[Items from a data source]
"""
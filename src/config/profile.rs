pub fn resolve_profile(requested: &str) -> String {
    match requested.trim() {
        "" => "default".to_string(),
        trimmed => trimmed.to_string(),
    }
}
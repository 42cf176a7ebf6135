pub mod account;
pub mod auth;
pub mod watch;
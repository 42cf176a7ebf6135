use std::convert::Infallible;
use std::future::Future;

use url::Url;

use crate::error::AppResult;

/// `min_validity_secs` value that always triggers a network refresh.
pub const FORCE_REFRESH: i64 = -1;

#[derive(Debug, Clone)]
pub struct CheckSessionParams {
    pub silent_callback_url: Url,
}

#[derive(Debug, Clone)]
pub struct RedirectParams {
    pub return_url: Url,
}

#[derive(Debug, Clone, Copy, PartialEq, Eq, clap::ValueEnum)]
pub enum RedirectTarget {
    CurrentPage,
    Home,
}

/// Where a navigation may return to.
#[derive(Debug, Clone)]
pub struct Locations {
    pub current_page: Url,
    pub home: Url,
    pub silent_callback: Url,
}

impl Locations {
    pub fn resolve(&self, target: RedirectTarget) -> &Url {
        match target {
            RedirectTarget::CurrentPage => &self.current_page,
            RedirectTarget::Home => &self.home,
        }
    }
}

/// Identity provider handshake. Redirects end in a navigation away from the
/// application; their `Ok` type is uninhabited.
pub trait IdentityProvider: Send + Sync + 'static {
    fn check_session(
        &self,
        params: &CheckSessionParams,
    ) -> impl Future<Output = AppResult<bool>> + Send;

    fn refresh_token(&self, min_validity_secs: i64)
    -> impl Future<Output = AppResult<String>> + Send;

    fn redirect_to_login(
        &self,
        params: RedirectParams,
    ) -> impl Future<Output = AppResult<Infallible>> + Send;

    fn redirect_to_logout(
        &self,
        params: RedirectParams,
    ) -> impl Future<Output = AppResult<Infallible>> + Send;

    fn token(&self) -> Option<String>;
}

/// Terminal navigation: the process hands control to `target` and unloads.
pub fn navigate_away(target: &Url) -> ! {
    tracing::info!(%target, "navigating away");
    eprintln!("continue at {target}");
    std::process::exit(0)
}
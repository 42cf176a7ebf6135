use std::future::Future;

use serde::Serialize;
use tokio::io::{AsyncBufRead, AsyncBufReadExt, BufReader};
use tokio::sync::watch;

use crate::auth::{ActivityGate, OidcClient, jwt};
use crate::context::AppContext;
use crate::error::{AppError, AppResult};
use crate::output::Output;

#[derive(Debug, Serialize)]
struct Renewal {
    expires_at_epoch_ms: i64,
}

pub async fn run(ctx: &AppContext) -> AppResult<()> {
    let OidcClient::LoggedIn(logged_in) = ctx.session.oidc() else {
        return Err(AppError::InvalidInput(
            "not logged in. run `onyxia auth login`".to_string(),
        ));
    };

    eprintln!("session active; press enter to signal activity, ctrl-c to stop");
    keep_alive(
        BufReader::new(tokio::io::stdin()),
        logged_in.subscribe(),
        &ctx.activity,
        &ctx.output,
        tokio::signal::ctrl_c(),
    )
    .await
}

/// Forwards input lines to the activity gate and reports renewals until the
/// input ends or `shutdown` resolves.
async fn keep_alive<R, F>(
    input: R,
    mut renewals: watch::Receiver<String>,
    activity: &ActivityGate,
    output: &Output,
    shutdown: F,
) -> AppResult<()>
where
    R: AsyncBufRead + Unpin,
    F: Future,
{
    let mut lines = input.lines();
    tokio::pin!(shutdown);

    loop {
        tokio::select! {
            _ = &mut shutdown => return Ok(()),
            line = lines.next_line() => match line? {
                Some(_) => activity.raise(),
                None => return Ok(()),
            },
            changed = renewals.changed() => {
                if changed.is_err() {
                    return Ok(());
                }
                let token = renewals.borrow_and_update().clone();
                let renewal = Renewal {
                    expires_at_epoch_ms: jwt::decode(&token)?.expires_at_epoch_ms,
                };
                output.emit(
                    &format!("access token renewed, expires at {} ms", renewal.expires_at_epoch_ms),
                    &renewal,
                )?;
            }
        }
    }
}
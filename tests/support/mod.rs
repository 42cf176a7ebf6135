#![allow(dead_code)]

use std::collections::VecDeque;
use std::convert::Infallible;
use std::sync::atomic::{AtomicUsize, Ordering};
use std::sync::{Arc, Mutex};
use std::time::Duration;

use base64::Engine;
use base64::engine::general_purpose::URL_SAFE_NO_PAD;
use tokio::sync::Semaphore;
use url::Url;

use onyxia::api::{OidcParams, OidcParamsApiClient, RealmParams, TermsOfServices, User, UserApiClient};
use onyxia::auth::clock::Clock;
use onyxia::auth::provider::{CheckSessionParams, RedirectParams};
use onyxia::auth::{IdentityProvider, Locations, TokenClock};
use onyxia::error::{AppError, AppResult};

pub const BASE_EPOCH_MS: i64 = 1_700_000_000_000;

/// Epoch clock that follows tokio's (pausable) time.
pub struct VirtualClock {
    started: tokio::time::Instant,
}

impl Clock for VirtualClock {
    fn now_epoch_ms(&self) -> i64 {
        BASE_EPOCH_MS + self.started.elapsed().as_millis() as i64
    }
}

pub fn token_clock() -> TokenClock {
    TokenClock::new(
        Arc::new(VirtualClock {
            started: tokio::time::Instant::now(),
        }),
        Duration::from_secs(25),
    )
}

/// Unsigned JWT whose `exp` lies `expires_in_ms` after `BASE_EPOCH_MS`.
pub fn jwt_expiring_in(expires_in_ms: i64) -> String {
    let exp = (BASE_EPOCH_MS + expires_in_ms) / 1000;
    format!(
        "{}.{}.sig",
        URL_SAFE_NO_PAD.encode(r#"{"alg":"RS256","typ":"JWT"}"#),
        URL_SAFE_NO_PAD.encode(format!(r#"{{"exp":{exp},"sub":"jdoe"}}"#))
    )
}

/// Lets every ready task run before virtual time moves on.
pub async fn settle() {
    tokio::time::sleep(Duration::from_millis(1)).await;
}

pub fn locations() -> Locations {
    Locations {
        current_page: Url::parse("https://datalab.example.org/my-services").expect("url"),
        home: Url::parse("https://datalab.example.org/").expect("url"),
        silent_callback: Url::parse("https://datalab.example.org/silent-sso.html").expect("url"),
    }
}

#[derive(Default)]
pub struct Recorder {
    pub authenticated: bool,
    pub fail_check: bool,
    pub token: Mutex<Option<String>>,
    pub refresh_results: Mutex<VecDeque<Result<String, String>>>,
    pub hold_refresh: Option<Semaphore>,
    pub refresh_calls: AtomicUsize,
    pub in_flight: AtomicUsize,
    pub max_in_flight: AtomicUsize,
    pub login_calls: AtomicUsize,
    pub logout_calls: AtomicUsize,
    pub silent_callbacks: Mutex<Vec<Url>>,
    pub return_urls: Mutex<Vec<Url>>,
}

impl Recorder {
    pub fn logged_in(token: String) -> Self {
        Self {
            authenticated: true,
            token: Mutex::new(Some(token)),
            ..Self::default()
        }
    }

    pub fn logged_out() -> Self {
        Self::default()
    }

    pub fn holding_refreshes(mut self) -> Self {
        self.hold_refresh = Some(Semaphore::new(0));
        self
    }

    pub fn script_refresh(&self, result: Result<String, String>) {
        self.refresh_results.lock().unwrap().push_back(result);
    }

    pub fn release_refresh(&self) {
        if let Some(hold) = &self.hold_refresh {
            hold.add_permits(1);
        }
    }

    pub fn refresh_calls(&self) -> usize {
        self.refresh_calls.load(Ordering::SeqCst)
    }

    pub fn login_calls(&self) -> usize {
        self.login_calls.load(Ordering::SeqCst)
    }

    pub fn logout_calls(&self) -> usize {
        self.logout_calls.load(Ordering::SeqCst)
    }
}

pub struct FakeProvider {
    pub recorder: Arc<Recorder>,
}

impl FakeProvider {
    pub fn new(recorder: Recorder) -> (Self, Arc<Recorder>) {
        let recorder = Arc::new(recorder);
        (
            Self {
                recorder: Arc::clone(&recorder),
            },
            recorder,
        )
    }
}

impl IdentityProvider for FakeProvider {
    async fn check_session(&self, params: &CheckSessionParams) -> AppResult<bool> {
        self.recorder
            .silent_callbacks
            .lock()
            .unwrap()
            .push(params.silent_callback_url.clone());
        if self.recorder.fail_check {
            return Err(AppError::Auth("identity provider unreachable".to_string()));
        }
        Ok(self.recorder.authenticated)
    }

    async fn refresh_token(&self, _min_validity_secs: i64) -> AppResult<String> {
        let recorder = &self.recorder;
        recorder.refresh_calls.fetch_add(1, Ordering::SeqCst);
        let in_flight = recorder.in_flight.fetch_add(1, Ordering::SeqCst) + 1;
        recorder.max_in_flight.fetch_max(in_flight, Ordering::SeqCst);

        if let Some(hold) = &recorder.hold_refresh {
            hold.acquire().await.expect("hold semaphore open").forget();
        }

        let result = recorder
            .refresh_results
            .lock()
            .unwrap()
            .pop_front()
            .unwrap_or_else(|| Err("no scripted refresh".to_string()));
        recorder.in_flight.fetch_sub(1, Ordering::SeqCst);

        let token = result.map_err(AppError::Auth)?;
        *recorder.token.lock().unwrap() = Some(token.clone());
        Ok(token)
    }

    async fn redirect_to_login(&self, params: RedirectParams) -> AppResult<Infallible> {
        self.recorder.login_calls.fetch_add(1, Ordering::SeqCst);
        self.recorder.return_urls.lock().unwrap().push(params.return_url);
        std::future::pending().await
    }

    async fn redirect_to_logout(&self, params: RedirectParams) -> AppResult<Infallible> {
        self.recorder.logout_calls.fetch_add(1, Ordering::SeqCst);
        self.recorder.return_urls.lock().unwrap().push(params.return_url);
        std::future::pending().await
    }

    fn token(&self) -> Option<String> {
        self.recorder.token.lock().unwrap().clone()
    }
}

pub fn jdoe() -> User {
    User {
        username: "jdoe".to_string(),
        email: "jdoe@example.org".to_string(),
        first_name: Some("John".to_string()),
        family_name: Some("Doe".to_string()),
        groups: vec!["sspcloud-admins".to_string()],
        locale: Some("fr".to_string()),
    }
}

#[derive(Default)]
pub struct FakeUsers {
    pub calls: AtomicUsize,
    pub tokens_seen: Mutex<Vec<String>>,
}

impl UserApiClient for FakeUsers {
    async fn get_user(&self, access_token: &str) -> AppResult<User> {
        self.calls.fetch_add(1, Ordering::SeqCst);
        self.tokens_seen
            .lock()
            .unwrap()
            .push(access_token.to_string());
        tokio::task::yield_now().await;
        Ok(jdoe())
    }
}

#[derive(Default)]
pub struct FakeOidcParams {
    pub params: OidcParams,
    pub calls: AtomicUsize,
}

impl FakeOidcParams {
    pub fn keycloak(url: &str, realm: &str, terms: Option<TermsOfServices>) -> Self {
        Self {
            params: OidcParams {
                keycloak_params: Some(RealmParams {
                    url: url.to_string(),
                    realm: realm.to_string(),
                    client_id: Some("onyxia".to_string()),
                    terms_of_services: terms,
                }),
            },
            calls: AtomicUsize::new(0),
        }
    }
}

impl OidcParamsApiClient for FakeOidcParams {
    async fn get_oidc_params(&self) -> AppResult<OidcParams> {
        self.calls.fetch_add(1, Ordering::SeqCst);
        tokio::task::yield_now().await;
        Ok(self.params.clone())
    }
}
use base64::Engine;
use base64::engine::general_purpose::URL_SAFE_NO_PAD;
use serde::Deserialize;

use crate::error::{AppError, AppResult};

#[derive(Debug, Clone, Copy, PartialEq, Eq)]
pub struct DecodedToken {
    pub expires_at_epoch_ms: i64,
}

#[derive(Debug, Deserialize)]
struct ExpiryClaim {
    exp: i64,
}

/// Reads the `exp` claim of a JWT. The signature is not verified: the token
/// was handed to us by the identity provider and is only inspected for
/// scheduling.
pub fn decode(access_token: &str) -> AppResult<DecodedToken> {
    let mut segments = access_token.split('.');
    let payload = match (segments.next(), segments.next(), segments.next()) {
        (Some(_), Some(payload), Some(_)) if segments.next().is_none() => payload,
        _ => {
            return Err(AppError::Token(
                "expected three dot-separated segments".to_string(),
            ));
        }
    };

    let raw = URL_SAFE_NO_PAD.decode(payload.trim_end_matches('='))?;
    let claim: ExpiryClaim = serde_json::from_slice(&raw)?;

    Ok(DecodedToken {
        expires_at_epoch_ms: claim.exp.saturating_mul(1000),
    })
}

#[cfg(test)]
mod tests {
    use super::*;

    fn token_with_payload(payload: &str) -> String {
        format!(
            "{}.{}.sig",
            URL_SAFE_NO_PAD.encode(r#"{"alg":"RS256","typ":"JWT"}"#),
            URL_SAFE_NO_PAD.encode(payload)
        )
    }

    #[test]
    fn reads_expiry_in_milliseconds() {
        let token = token_with_payload(r#"{"exp":1700000000,"sub":"jdoe"}"#);
        let decoded = decode(&token).expect("token should decode");
        assert_eq!(decoded.expires_at_epoch_ms, 1_700_000_000_000);
    }

    #[test]
    fn rejects_opaque_tokens() {
        assert!(matches!(decode("not-a-jwt"), Err(AppError::Token(_))));
    }

    #[test]
    fn rejects_payload_without_exp() {
        let token = token_with_payload(r#"{"sub":"jdoe"}"#);
        assert!(matches!(decode(&token), Err(AppError::Json(_))));
    }
}
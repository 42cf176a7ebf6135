use serde::Serialize;

use crate::api::User;
use crate::auth::{OidcClient, RefreshOutcome, jwt};
use crate::cli::{AuthCommand, TokenArgs};
use crate::context::AppContext;
use crate::error::{AppError, AppResult};

#[derive(Debug, Serialize)]
struct AuthStatus<'a> {
    profile: &'a str,
    logged_in: bool,
    user: Option<&'a User>,
    expires_at_epoch_ms: Option<i64>,
}

#[derive(Debug, Serialize)]
struct TokenView {
    access_token: String,
    expires_at_epoch_ms: i64,
    refreshed: bool,
}

pub async fn run(ctx: &AppContext, command: AuthCommand) -> AppResult<()> {
    match command {
        AuthCommand::Login => match ctx.session.login().await? {},
        AuthCommand::Logout(args) => match ctx.session.logout(args.redirect_to).await? {},
        AuthCommand::Status => status(ctx),
        AuthCommand::Token(args) => token(ctx, args).await,
    }
}

fn status(ctx: &AppContext) -> AppResult<()> {
    if !ctx.session.is_logged_in() {
        let status = AuthStatus {
            profile: &ctx.profile,
            logged_in: false,
            user: None,
            expires_at_epoch_ms: None,
        };
        return ctx
            .output
            .emit(&format!("{}: logged out", ctx.profile), &status);
    }

    let user = ctx.session.get_current_user()?;
    let expires_at_epoch_ms = ctx
        .session
        .oidc()
        .access_token()
        .and_then(|token| jwt::decode(&token).ok())
        .map(|decoded| decoded.expires_at_epoch_ms);

    let status = AuthStatus {
        profile: &ctx.profile,
        logged_in: true,
        user: Some(user),
        expires_at_epoch_ms,
    };
    ctx.output.emit(
        &format!("{}: logged in as {} <{}>", ctx.profile, user.username, user.email),
        &status,
    )
}

async fn token(ctx: &AppContext, args: TokenArgs) -> AppResult<()> {
    let OidcClient::LoggedIn(logged_in) = ctx.session.oidc() else {
        return Err(AppError::InvalidInput(
            "not logged in. run `onyxia auth login`".to_string(),
        ));
    };

    let refreshed = if args.fresh {
        logged_in.update_token_info().await? == RefreshOutcome::Refreshed
    } else {
        false
    };

    let access_token = logged_in.access_token();
    let view = TokenView {
        expires_at_epoch_ms: jwt::decode(&access_token)?.expires_at_epoch_ms,
        access_token,
        refreshed,
    };
    ctx.output.emit(&view.access_token, &view)
}
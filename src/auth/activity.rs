use std::sync::Arc;

use tokio::sync::watch;

/// Broadcast signal raised on user interaction. Renewal waits on it so idle
/// sessions do not spend their refresh budget.
#[derive(Debug, Clone)]
pub struct ActivityGate {
    tx: Arc<watch::Sender<u64>>,
}

#[derive(Debug)]
pub struct ArmedActivity {
    rx: watch::Receiver<u64>,
    armed_at: u64,
}

impl ActivityGate {
    pub fn new() -> Self {
        let (tx, _) = watch::channel(0);
        Self { tx: Arc::new(tx) }
    }

    pub fn raise(&self) {
        self.tx.send_modify(|count| *count = count.wrapping_add(1));
    }

    /// Starts observing; the returned handle resolves on the first activity
    /// raised after this call.
    pub fn arm(&self) -> ArmedActivity {
        let rx = self.tx.subscribe();
        let armed_at = *rx.borrow();
        ArmedActivity { rx, armed_at }
    }
}

impl Default for ActivityGate {
    fn default() -> Self {
        Self::new()
    }
}

impl ArmedActivity {
    pub fn has_fired(&self) -> bool {
        *self.rx.borrow() != self.armed_at
    }

    pub async fn wait(mut self) {
        let armed_at = self.armed_at;
        if self.rx.wait_for(|count| *count != armed_at).await.is_err() {
            std::future::pending::<()>().await;
        }
    }
}
pub mod api;
pub mod app;
pub mod auth;
pub mod cli;
pub mod commands;
pub mod config;
pub mod context;
pub mod error;
pub mod output;
pub mod usecases;

use cli::Cli;
use error::AppResult;

pub async fn run(cli: Cli) -> AppResult<()> {
    app::run(cli).await
}

/// Installs the stderr log subscriber. `RUST_LOG` wins over `verbose`.
pub fn init_logging(verbose: u8) {
    let default_level = match verbose {
        0 => "warn",
        1 => "info",
        2 => "debug",
        _ => "trace",
    };

    tracing_subscriber::fmt()
        .with_writer(std::io::stderr)
        .with_env_filter(
            tracing_subscriber::EnvFilter::try_from_default_env()
                .unwrap_or_else(|_| tracing_subscriber::EnvFilter::new(default_level)),
        )
        .init();
}
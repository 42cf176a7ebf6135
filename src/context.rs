use crate::api::OnyxiaApiClient;
use crate::auth::{
    ActivityGate, FileTokenStore, KeycloakParams, KeycloakProvider, Locations, OidcClient,
    TokenClock,
};
use crate::config::{self, AppPaths, Settings};
use crate::error::AppResult;
use crate::output::Output;
use crate::usecases::UserAuthentication;

pub type Session = UserAuthentication<KeycloakProvider<FileTokenStore>>;

pub struct AppContext {
    pub profile: String,
    pub paths: AppPaths,
    pub settings: Settings,
    pub output: Output,
    pub activity: ActivityGate,
    pub session: Session,
}

impl AppContext {
    /// Boot sequence: silent session check, then the one-time session
    /// context initialization. Any failure here is fatal.
    pub async fn bootstrap(profile: String, json: bool) -> AppResult<Self> {
        let profile = config::resolve_profile(&profile);
        let paths = AppPaths::discover()?;
        let settings = config::load_settings(&paths, &profile)?;

        let provider = KeycloakProvider::new(
            KeycloakParams::from_settings(&settings)?,
            &profile,
            FileTokenStore::new(paths.clone()),
        )?;
        let locations = Locations {
            current_page: settings.current_page()?,
            home: settings.origin()?,
            silent_callback: settings.callback_uri()?,
        };

        let activity = ActivityGate::new();
        let oidc =
            OidcClient::init(provider, locations, TokenClock::system(), activity.clone()).await?;

        let api = OnyxiaApiClient::new(settings.api_url()?, settings.http_timeout())?;
        let session = UserAuthentication::new(oidc);
        session.initialize(&api, &api).await?;

        Ok(Self {
            profile,
            paths,
            settings,
            output: Output::new(json),
            activity,
            session,
        })
    }
}
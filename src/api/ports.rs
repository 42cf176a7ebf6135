use std::future::Future;

use crate::error::AppResult;

use super::models::{OidcParams, User};

/// User directory. Only called with the token of an authenticated session.
pub trait UserApiClient: Send + Sync {
    fn get_user(&self, access_token: &str) -> impl Future<Output = AppResult<User>> + Send;
}

/// Public identity-provider parameters published by the platform.
pub trait OidcParamsApiClient: Send + Sync {
    fn get_oidc_params(&self) -> impl Future<Output = AppResult<OidcParams>> + Send;
}
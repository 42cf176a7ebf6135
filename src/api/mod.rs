pub mod client;
pub mod models;
pub mod ports;

pub use client::OnyxiaApiClient;
pub use models::{OidcParams, RealmParams, TermsOfServices, User};
pub use ports::{OidcParamsApiClient, UserApiClient};
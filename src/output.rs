use serde::Serialize;

use crate::error::AppResult;

#[derive(Debug, Clone, Copy, Eq, PartialEq)]
pub enum OutputMode {
    Text,
    Json,
}

#[derive(Debug, Clone, Copy)]
pub struct Output {
    mode: OutputMode,
}

impl Output {
    pub fn new(json: bool) -> Self {
        let mode = if json {
            OutputMode::Json
        } else {
            OutputMode::Text
        };
        Self { mode }
    }

    pub fn emit<T: Serialize>(&self, text: &str, value: &T) -> AppResult<()> {
        match self.mode {
            OutputMode::Text => println!("{text}"),
            OutputMode::Json => println!("{}", serde_json::to_string(value)?),
        }
        Ok(())
    }
}
//! Bit packer — folds a run of single-bit codes into bytes and back.
//!
//! Bits are packed MSB-first. A final partial byte is padded with zero bits
//! in its low positions. The padding is not part of the sequence, so
//! unpacking needs the true bit length to cut it off again.

use crate::wire::{CodecError, Malformed};

/// Number of bytes needed to hold `bit_len` bits.
pub fn packed_len(bit_len: usize) -> usize {
    bit_len.div_ceil(8)
}

/// Pack a sequence of bits into `ceil(len / 8)` bytes.
///
/// Any non-zero input value counts as a 1 bit.
pub fn pack(bits: &[u8]) -> Vec<u8> {
    bits.chunks(8)
        .map(|chunk| {
            chunk
                .iter()
                .enumerate()
                .fold(0u8, |byte, (i, &bit)| byte | (u8::from(bit != 0) << (7 - i)))
        })
        .collect()
}

/// Expand `bytes` MSB-first and keep exactly `bit_len` bits.
///
/// Fails with `MalformedPacket` if `bit_len` is negative or larger than the
/// bytes can hold.
pub fn unpack(bytes: &[u8], bit_len: i32) -> Result<Vec<u8>, CodecError> {
    let capacity = bytes.len() * 8;
    let bit_len = usize::try_from(bit_len)
        .ok()
        .filter(|&n| n <= capacity)
        .ok_or(Malformed::BitLengthExceedsPacked { bit_len, capacity })?;

    let mut bits = Vec::with_capacity(bit_len);
    for &byte in bytes {
        for shift in (0..8).rev() {
            if bits.len() == bit_len {
                return Ok(bits);
            }
            bits.push((byte >> shift) & 1);
        }
    }
    Ok(bits)
}
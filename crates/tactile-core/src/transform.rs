//! Waveform transform — the numeric codec behind each point record.
//!
//! The real compression engine lives outside this crate. It plugs in through
//! [`WaveformTransform`], which is exactly two pure functions: waveform in,
//! bits plus extrema out, and back. Anything cross-process or cross-language
//! is an adapter implementing this trait.
//!
//! [`DeltaModulator`] is a small in-crate implementation so the bridge can run
//! end to end without an engine attached.

use crate::point::PointRecord;
use crate::samples::{sample_to_unit, unit_to_sample, SampleFrame};

/// The numeric encode/decode pair.
///
/// `encode` receives unit-range floats for one touch point. `decode` receives
/// the record read off the wire (whose `bits` already have their true length)
/// and must return one value per frame.
pub trait WaveformTransform: Send + Sync {
    fn encode(&self, waveform: &[f64]) -> Result<PointRecord, TransformError>;

    fn decode(&self, record: &PointRecord) -> Result<Vec<f64>, TransformError>;
}

impl<T: WaveformTransform + ?Sized> WaveformTransform for Box<T> {
    fn encode(&self, waveform: &[f64]) -> Result<PointRecord, TransformError> {
        (**self).encode(waveform)
    }

    fn decode(&self, record: &PointRecord) -> Result<Vec<f64>, TransformError> {
        (**self).decode(record)
    }
}

// ── Pipelines ─────────────────────────────────────────────────────────────────

/// Encode every touch point of `frame`.
pub fn compress_frame<T: WaveformTransform + ?Sized>(
    transform: &T,
    frame: &SampleFrame,
) -> Result<Vec<PointRecord>, TransformError> {
    let mut unit = Vec::with_capacity(frame.frames());
    frame
        .iter_points()
        .map(|samples| {
            unit.clear();
            unit.extend(samples.iter().copied().map(sample_to_unit));
            transform.encode(&unit)
        })
        .collect()
}

/// Decode every record back into `frames` samples per touch point.
pub fn expand_points<T: WaveformTransform + ?Sized>(
    transform: &T,
    points: &[PointRecord],
    frames: usize,
) -> Result<SampleFrame, TransformError> {
    let mut frame = SampleFrame::new(points.len(), frames);
    for (index, record) in points.iter().enumerate() {
        let waveform = transform.decode(record)?;
        if waveform.len() != frames {
            return Err(TransformError::FrameCountMismatch {
                point: index,
                expected: frames,
                actual: waveform.len(),
            });
        }
        for (slot, value) in frame.point_mut(index).iter_mut().zip(waveform) {
            *slot = unit_to_sample(value);
        }
    }
    Ok(frame)
}

// ── Delta modulation ──────────────────────────────────────────────────────────

/// Default number of steps spanning a segment's min..max range.
pub const DEFAULT_STEPS: f64 = 16.0;

/// One-bit delta modulation.
///
/// Each bit says whether the tracking value steps up or down. The tracker
/// starts at the midpoint of the segment and is clamped to its range. The
/// side arrays carry the positions and values of the segment minimum and
/// maximum: they fix the step size and are restored exactly on decode.
#[derive(Debug, Clone, Copy, PartialEq)]
pub struct DeltaModulator {
    steps: f64,
}

impl Default for DeltaModulator {
    fn default() -> Self {
        Self {
            steps: DEFAULT_STEPS,
        }
    }
}

impl DeltaModulator {
    /// `steps` must be positive and finite; anything else falls back to the
    /// default.
    pub fn new(steps: f64) -> Self {
        if steps.is_finite() && steps > 0.0 {
            Self { steps }
        } else {
            Self::default()
        }
    }

    fn tracker(&self, min: f64, max: f64) -> impl FnMut(bool) -> f64 {
        let step = (max - min) / self.steps;
        let mut level = (min + max) / 2.0;
        move |up| {
            level = (if up { level + step } else { level - step }).clamp(min, max);
            level
        }
    }
}

impl WaveformTransform for DeltaModulator {
    fn encode(&self, waveform: &[f64]) -> Result<PointRecord, TransformError> {
        if let Some(index) = waveform.iter().position(|v| !v.is_finite()) {
            return Err(TransformError::NonFiniteSample { index });
        }
        let Some(&first) = waveform.first() else {
            return Ok(PointRecord::default());
        };

        let (mut lo, mut hi) = ((0usize, first), (0usize, first));
        for (i, &v) in waveform.iter().enumerate() {
            if v < lo.1 {
                lo = (i, v);
            }
            if v > hi.1 {
                hi = (i, v);
            }
        }

        let mut step = self.tracker(lo.1, hi.1);
        let mut level = (lo.1 + hi.1) / 2.0;
        let bits = waveform
            .iter()
            .map(|&v| {
                let up = v >= level;
                level = step(up);
                u8::from(up)
            })
            .collect();

        Ok(PointRecord {
            bits,
            extremum_index: vec![lo.0 as f64, hi.0 as f64],
            extremum_value: vec![lo.1, hi.1],
        })
    }

    fn decode(&self, record: &PointRecord) -> Result<Vec<f64>, TransformError> {
        if record.bits.is_empty() {
            return Ok(Vec::new());
        }
        let &[a, b] = record.extremum_value.as_slice() else {
            return Err(TransformError::MissingExtrema {
                found: record.extremum_value.len(),
            });
        };
        if record.extremum_index.len() != record.extremum_value.len() {
            return Err(TransformError::MissingExtrema {
                found: record.extremum_index.len(),
            });
        }
        if !(a.is_finite() && b.is_finite()) {
            return Err(TransformError::NonFiniteExtremum);
        }

        let mut step = self.tracker(a.min(b), a.max(b));
        let mut out: Vec<f64> = record.bits.iter().map(|&bit| step(bit != 0)).collect();

        let len = out.len();
        for (&position, &value) in record.extremum_index.iter().zip(&record.extremum_value) {
            let in_range = position.is_finite()
                && position >= 0.0
                && position.fract() == 0.0
                && position < len as f64;
            if !in_range {
                return Err(TransformError::ExtremumOutOfRange { position, len });
            }
            out[position as usize] = value;
        }
        Ok(out)
    }
}

// ── Errors ────────────────────────────────────────────────────────────────────

#[derive(Debug, Clone, PartialEq, thiserror::Error)]
pub enum TransformError {
    #[error("sample {index} is not finite")]
    NonFiniteSample { index: usize },

    #[error("extremum value is not finite")]
    NonFiniteExtremum,

    #[error("expected a min/max extremum pair, found {found} entries")]
    MissingExtrema { found: usize },

    #[error("extremum position {position} is outside a {len}-sample waveform")]
    ExtremumOutOfRange { position: f64, len: usize },

    #[error("point {point} decoded to {actual} frames, expected {expected}")]
    FrameCountMismatch {
        point: usize,
        expected: usize,
        actual: usize,
    },

    #[error("transform engine failed: {0}")]
    Engine(String),
}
"""
* Task item *
Every line of the data that includes the word "modulation" should be copied.

* Solution below *
// ── Delta modulation ──────────────────────────────────────────────────────────
/// One-bit delta modulation.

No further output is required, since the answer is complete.